— The problem —
Nothing but the line with "assert_eq!(first.backfilled_count, 1);" and the lines after it, through the end of the records below, is to be repeated, exactly as it is.

— Saved data entries —

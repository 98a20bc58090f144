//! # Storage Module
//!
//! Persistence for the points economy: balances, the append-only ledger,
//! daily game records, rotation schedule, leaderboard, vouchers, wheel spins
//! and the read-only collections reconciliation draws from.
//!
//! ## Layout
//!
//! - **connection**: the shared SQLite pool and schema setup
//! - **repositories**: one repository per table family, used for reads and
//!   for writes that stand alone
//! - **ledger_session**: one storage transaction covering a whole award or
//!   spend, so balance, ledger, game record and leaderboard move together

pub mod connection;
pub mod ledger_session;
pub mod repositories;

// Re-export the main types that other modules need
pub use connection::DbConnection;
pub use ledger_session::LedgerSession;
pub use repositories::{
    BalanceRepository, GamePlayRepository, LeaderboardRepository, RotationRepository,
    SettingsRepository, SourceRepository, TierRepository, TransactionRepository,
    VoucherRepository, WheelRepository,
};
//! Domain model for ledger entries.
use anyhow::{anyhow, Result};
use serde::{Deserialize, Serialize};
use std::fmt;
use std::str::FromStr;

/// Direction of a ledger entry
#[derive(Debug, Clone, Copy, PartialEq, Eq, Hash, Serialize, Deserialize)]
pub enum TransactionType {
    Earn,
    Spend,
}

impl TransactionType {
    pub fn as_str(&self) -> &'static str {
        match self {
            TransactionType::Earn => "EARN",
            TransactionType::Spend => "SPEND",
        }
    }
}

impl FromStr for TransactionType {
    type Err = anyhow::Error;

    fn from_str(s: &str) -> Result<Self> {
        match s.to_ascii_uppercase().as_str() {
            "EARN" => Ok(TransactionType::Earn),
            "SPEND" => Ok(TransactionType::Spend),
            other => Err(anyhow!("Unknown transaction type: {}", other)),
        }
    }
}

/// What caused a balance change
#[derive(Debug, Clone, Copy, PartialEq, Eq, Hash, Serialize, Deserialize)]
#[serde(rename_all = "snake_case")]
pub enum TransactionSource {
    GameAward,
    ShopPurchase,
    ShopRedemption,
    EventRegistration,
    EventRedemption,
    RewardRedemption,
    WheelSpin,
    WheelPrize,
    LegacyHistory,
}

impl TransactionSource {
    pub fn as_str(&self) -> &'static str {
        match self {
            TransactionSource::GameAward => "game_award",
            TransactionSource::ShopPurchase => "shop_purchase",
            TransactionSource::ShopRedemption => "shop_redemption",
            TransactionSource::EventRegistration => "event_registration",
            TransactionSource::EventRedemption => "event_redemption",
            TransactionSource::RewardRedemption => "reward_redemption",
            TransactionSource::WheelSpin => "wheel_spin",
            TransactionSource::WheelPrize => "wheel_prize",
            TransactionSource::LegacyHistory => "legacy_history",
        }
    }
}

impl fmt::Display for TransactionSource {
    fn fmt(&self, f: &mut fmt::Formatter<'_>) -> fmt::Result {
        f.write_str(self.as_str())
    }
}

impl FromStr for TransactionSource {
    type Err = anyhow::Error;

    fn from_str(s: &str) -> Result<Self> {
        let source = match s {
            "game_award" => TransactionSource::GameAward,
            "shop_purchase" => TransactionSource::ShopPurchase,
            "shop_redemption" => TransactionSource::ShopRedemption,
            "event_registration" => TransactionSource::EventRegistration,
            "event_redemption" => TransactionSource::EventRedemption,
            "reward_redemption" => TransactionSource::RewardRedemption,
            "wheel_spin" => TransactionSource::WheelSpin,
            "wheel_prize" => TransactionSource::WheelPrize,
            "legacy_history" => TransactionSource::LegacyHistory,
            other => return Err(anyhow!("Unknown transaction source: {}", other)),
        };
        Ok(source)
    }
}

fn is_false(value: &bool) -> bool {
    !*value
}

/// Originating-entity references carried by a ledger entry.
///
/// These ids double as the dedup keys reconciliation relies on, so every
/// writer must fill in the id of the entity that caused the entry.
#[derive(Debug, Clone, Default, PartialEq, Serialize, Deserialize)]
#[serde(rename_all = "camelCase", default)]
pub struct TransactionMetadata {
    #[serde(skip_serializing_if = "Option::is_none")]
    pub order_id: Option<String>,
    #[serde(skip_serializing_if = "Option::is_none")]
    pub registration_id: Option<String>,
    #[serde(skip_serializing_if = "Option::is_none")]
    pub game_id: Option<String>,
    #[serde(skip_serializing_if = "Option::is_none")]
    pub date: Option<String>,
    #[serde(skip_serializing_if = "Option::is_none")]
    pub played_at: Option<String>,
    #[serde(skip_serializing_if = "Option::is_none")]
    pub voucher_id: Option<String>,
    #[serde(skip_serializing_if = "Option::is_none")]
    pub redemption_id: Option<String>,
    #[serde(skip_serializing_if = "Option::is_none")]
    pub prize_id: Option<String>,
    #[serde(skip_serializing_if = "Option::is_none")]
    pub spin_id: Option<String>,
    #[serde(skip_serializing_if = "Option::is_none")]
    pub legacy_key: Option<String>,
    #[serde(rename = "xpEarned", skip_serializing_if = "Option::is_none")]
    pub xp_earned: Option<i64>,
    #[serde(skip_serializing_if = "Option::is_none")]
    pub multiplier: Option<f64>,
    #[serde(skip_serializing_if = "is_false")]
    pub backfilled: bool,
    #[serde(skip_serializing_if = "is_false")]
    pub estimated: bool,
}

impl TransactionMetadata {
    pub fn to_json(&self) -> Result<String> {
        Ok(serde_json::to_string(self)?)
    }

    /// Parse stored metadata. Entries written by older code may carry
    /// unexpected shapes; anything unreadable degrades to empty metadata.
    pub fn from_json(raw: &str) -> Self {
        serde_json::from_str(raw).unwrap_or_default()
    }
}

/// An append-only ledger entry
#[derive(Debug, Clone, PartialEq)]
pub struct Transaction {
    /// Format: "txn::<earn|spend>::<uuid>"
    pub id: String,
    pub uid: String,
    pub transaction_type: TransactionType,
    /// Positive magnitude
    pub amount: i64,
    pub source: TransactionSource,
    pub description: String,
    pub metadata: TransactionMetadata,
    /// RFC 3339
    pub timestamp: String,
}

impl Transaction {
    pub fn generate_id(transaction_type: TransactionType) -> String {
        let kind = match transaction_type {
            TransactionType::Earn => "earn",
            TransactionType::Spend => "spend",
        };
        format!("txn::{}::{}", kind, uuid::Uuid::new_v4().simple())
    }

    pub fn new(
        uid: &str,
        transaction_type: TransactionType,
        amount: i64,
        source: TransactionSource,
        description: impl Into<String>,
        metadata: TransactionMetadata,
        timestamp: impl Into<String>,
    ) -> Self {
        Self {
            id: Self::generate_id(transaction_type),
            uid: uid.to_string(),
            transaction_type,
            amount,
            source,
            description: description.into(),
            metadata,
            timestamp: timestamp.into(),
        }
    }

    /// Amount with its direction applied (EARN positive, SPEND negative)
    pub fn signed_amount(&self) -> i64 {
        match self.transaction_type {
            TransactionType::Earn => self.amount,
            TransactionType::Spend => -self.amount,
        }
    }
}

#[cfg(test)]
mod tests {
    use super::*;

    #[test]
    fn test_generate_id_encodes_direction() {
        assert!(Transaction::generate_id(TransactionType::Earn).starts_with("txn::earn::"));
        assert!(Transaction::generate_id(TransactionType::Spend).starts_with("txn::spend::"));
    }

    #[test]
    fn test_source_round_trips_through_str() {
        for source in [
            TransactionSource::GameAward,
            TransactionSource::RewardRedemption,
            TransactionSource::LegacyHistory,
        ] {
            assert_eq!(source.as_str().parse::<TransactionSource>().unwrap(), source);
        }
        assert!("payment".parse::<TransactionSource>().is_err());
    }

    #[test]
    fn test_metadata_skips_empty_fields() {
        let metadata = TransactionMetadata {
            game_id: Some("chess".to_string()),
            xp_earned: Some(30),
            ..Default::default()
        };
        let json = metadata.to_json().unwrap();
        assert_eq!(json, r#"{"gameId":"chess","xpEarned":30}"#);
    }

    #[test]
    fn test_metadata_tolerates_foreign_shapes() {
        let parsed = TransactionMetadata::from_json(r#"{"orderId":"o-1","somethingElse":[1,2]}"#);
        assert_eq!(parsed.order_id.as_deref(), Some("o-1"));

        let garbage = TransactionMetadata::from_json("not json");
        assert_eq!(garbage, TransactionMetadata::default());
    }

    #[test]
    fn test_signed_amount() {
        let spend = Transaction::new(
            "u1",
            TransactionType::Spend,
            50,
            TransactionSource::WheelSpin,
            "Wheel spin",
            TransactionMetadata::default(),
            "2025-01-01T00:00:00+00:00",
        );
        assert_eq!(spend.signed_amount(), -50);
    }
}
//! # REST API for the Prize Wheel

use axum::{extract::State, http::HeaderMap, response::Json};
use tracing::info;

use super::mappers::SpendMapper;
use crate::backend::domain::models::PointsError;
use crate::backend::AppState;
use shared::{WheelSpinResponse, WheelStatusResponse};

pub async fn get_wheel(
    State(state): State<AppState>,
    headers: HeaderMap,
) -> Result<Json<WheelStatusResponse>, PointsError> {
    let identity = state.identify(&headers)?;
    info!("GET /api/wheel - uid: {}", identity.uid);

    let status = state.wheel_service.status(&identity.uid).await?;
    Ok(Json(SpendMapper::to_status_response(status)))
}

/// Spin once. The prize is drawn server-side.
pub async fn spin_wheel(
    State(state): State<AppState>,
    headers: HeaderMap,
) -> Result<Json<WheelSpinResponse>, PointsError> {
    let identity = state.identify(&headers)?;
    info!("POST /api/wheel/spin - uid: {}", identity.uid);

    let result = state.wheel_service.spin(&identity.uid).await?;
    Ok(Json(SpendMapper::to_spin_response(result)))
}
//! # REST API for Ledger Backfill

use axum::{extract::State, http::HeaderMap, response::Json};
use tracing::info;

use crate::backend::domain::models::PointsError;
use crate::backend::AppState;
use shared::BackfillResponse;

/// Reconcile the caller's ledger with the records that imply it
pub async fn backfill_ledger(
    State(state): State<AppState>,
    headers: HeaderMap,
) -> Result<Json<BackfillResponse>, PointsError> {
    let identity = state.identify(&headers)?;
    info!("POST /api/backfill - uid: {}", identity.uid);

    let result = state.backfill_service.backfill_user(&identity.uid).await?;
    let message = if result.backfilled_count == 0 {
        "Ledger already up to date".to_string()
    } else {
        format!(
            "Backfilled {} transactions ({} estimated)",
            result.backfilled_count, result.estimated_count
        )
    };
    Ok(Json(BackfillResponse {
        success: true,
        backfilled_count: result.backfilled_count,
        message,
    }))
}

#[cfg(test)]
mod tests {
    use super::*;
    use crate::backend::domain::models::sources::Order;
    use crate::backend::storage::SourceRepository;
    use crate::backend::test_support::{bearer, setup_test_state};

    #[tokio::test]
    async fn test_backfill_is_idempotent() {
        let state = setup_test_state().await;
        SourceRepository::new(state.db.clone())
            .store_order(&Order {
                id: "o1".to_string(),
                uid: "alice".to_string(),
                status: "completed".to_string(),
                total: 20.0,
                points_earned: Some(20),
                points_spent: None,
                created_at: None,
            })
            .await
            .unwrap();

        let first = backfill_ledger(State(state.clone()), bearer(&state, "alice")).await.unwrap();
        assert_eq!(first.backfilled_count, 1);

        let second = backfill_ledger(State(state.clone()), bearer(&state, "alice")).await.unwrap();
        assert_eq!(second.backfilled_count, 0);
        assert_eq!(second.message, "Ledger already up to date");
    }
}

— Answer below —
        assert_eq!(first.backfilled_count, 1);

        let second = backfill_ledger(State(state.clone()), bearer(&state, "alice")).await.unwrap();
        assert_eq!(second.backfilled_count, 0);
        assert_eq!(second.message, "Ledger already up to date");
    }
}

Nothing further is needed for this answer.